*Aim of the exercise*
The data below holds a line containing "use crate::logic::standings::calculate_standings;" and a line containing "Group labels run"; please quote exactly those two lines and every line between them, and nothing else.

(Collection entries)
# # # #

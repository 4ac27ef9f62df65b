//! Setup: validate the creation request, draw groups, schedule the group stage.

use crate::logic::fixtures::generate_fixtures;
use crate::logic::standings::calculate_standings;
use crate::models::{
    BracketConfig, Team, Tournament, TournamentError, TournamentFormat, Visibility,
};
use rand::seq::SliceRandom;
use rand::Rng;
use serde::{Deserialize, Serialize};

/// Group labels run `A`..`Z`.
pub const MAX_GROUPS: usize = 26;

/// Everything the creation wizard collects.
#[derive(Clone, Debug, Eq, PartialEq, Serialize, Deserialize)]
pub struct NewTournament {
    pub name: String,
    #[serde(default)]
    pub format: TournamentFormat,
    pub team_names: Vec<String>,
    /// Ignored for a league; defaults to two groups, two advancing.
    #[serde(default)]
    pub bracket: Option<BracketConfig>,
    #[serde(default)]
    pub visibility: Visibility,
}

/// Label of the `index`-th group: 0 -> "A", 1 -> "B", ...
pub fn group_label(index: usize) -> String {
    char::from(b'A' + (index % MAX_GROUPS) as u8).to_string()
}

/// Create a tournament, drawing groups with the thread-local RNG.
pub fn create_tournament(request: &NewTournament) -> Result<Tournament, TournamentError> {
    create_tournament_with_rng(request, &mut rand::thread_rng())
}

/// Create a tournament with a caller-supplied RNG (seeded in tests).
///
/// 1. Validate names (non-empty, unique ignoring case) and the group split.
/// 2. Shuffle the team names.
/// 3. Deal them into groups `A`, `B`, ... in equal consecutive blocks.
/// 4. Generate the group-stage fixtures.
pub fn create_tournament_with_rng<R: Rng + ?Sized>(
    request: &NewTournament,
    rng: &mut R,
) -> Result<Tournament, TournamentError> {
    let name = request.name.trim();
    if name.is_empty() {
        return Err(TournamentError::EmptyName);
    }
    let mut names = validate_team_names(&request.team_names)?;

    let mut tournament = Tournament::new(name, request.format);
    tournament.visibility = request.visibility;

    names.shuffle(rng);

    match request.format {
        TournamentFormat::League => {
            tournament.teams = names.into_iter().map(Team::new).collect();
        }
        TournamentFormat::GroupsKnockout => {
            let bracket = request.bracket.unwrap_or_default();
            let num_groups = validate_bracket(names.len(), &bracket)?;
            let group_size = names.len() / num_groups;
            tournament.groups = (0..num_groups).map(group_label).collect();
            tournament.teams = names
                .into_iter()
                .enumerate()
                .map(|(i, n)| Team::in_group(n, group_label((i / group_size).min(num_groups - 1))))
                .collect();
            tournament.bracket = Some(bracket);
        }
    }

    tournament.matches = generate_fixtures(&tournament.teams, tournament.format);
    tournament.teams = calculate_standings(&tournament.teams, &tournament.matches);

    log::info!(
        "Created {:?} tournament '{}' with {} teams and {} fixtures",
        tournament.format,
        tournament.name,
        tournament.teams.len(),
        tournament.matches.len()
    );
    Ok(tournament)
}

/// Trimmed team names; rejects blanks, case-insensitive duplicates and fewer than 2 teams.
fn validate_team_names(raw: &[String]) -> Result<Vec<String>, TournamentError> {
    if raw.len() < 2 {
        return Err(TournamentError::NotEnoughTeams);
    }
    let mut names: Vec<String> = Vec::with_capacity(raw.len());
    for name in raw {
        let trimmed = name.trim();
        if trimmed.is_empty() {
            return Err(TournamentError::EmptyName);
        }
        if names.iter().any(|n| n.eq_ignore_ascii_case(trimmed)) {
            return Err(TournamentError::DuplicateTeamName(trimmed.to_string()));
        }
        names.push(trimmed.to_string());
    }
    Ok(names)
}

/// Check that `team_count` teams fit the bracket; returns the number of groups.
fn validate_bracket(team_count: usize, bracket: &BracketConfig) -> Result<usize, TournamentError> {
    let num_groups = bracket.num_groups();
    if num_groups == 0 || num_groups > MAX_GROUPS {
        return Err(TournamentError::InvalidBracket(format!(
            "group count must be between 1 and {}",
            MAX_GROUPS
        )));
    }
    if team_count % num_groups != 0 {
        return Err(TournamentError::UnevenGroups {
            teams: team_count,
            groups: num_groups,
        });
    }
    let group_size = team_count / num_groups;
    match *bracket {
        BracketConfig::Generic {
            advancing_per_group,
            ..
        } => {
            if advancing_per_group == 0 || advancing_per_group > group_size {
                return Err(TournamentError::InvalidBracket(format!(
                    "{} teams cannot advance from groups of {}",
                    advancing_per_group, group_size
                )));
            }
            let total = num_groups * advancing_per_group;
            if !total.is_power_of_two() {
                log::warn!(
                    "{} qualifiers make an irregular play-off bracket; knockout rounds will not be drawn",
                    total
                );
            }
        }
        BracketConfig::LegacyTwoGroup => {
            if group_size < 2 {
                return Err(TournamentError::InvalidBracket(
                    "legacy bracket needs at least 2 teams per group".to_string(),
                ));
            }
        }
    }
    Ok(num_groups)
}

# # # #

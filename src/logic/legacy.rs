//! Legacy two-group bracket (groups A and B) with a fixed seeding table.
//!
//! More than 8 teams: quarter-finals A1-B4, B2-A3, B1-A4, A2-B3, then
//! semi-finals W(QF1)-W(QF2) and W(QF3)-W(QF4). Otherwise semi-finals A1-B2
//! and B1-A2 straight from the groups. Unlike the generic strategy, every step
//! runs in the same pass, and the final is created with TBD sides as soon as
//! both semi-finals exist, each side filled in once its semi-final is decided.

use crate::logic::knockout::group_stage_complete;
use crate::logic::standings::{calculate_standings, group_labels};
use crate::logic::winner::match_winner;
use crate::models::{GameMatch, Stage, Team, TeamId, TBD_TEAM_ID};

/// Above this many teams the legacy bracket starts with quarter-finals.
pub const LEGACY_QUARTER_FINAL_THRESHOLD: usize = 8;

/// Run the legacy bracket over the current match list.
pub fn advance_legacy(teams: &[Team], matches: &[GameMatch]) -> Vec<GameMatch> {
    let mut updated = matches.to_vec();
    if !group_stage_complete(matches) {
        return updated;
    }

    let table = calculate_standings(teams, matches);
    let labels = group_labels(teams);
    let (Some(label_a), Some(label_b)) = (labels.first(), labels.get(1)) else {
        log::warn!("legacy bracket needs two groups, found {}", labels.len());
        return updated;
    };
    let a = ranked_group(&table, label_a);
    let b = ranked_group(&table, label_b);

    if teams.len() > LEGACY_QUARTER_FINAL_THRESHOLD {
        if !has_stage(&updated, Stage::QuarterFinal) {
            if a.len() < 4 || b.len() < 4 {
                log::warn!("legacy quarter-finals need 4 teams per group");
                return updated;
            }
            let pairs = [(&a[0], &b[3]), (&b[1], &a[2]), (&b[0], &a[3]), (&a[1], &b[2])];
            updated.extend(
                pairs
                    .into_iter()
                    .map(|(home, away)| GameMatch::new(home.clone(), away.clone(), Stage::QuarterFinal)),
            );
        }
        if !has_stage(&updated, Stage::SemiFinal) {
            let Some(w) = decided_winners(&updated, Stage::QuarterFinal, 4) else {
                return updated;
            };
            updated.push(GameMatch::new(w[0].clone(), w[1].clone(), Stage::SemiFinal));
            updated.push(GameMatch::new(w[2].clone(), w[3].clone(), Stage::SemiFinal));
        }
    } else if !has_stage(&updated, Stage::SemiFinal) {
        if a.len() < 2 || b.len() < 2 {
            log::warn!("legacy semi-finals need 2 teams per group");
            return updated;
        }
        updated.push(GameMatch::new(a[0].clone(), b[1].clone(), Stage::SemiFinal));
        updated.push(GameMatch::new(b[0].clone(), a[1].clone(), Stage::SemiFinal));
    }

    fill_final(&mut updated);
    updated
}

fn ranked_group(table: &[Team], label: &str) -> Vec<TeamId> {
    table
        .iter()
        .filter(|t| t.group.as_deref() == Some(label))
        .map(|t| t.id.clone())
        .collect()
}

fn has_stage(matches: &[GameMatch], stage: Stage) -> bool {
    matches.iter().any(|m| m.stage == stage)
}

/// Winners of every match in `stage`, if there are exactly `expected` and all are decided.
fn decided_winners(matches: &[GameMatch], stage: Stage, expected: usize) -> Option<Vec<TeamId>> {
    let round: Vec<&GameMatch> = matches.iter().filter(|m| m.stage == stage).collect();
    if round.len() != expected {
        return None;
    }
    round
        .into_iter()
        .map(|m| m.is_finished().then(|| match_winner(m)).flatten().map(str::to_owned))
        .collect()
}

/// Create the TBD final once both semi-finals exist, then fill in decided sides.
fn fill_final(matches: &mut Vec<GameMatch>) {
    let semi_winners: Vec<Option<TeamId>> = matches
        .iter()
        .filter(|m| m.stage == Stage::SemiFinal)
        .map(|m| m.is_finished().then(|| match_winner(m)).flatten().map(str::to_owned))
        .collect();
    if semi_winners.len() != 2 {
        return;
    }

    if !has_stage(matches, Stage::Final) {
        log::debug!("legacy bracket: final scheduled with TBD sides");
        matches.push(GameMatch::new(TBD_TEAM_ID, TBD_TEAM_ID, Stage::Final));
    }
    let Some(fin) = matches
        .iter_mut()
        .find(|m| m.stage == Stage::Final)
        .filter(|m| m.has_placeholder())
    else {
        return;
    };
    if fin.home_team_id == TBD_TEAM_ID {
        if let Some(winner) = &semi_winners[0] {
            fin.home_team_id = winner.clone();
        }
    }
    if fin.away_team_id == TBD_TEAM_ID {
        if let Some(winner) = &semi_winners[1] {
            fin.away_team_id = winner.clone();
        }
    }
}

# # # #

*Final answer*
use crate::logic::standings::calculate_standings;
use crate::models::{
    BracketConfig, Team, Tournament, TournamentError, TournamentFormat, Visibility,
};
use rand::seq::SliceRandom;
use rand::Rng;
use serde::{Deserialize, Serialize};

/// Group labels run `A`..`Z`.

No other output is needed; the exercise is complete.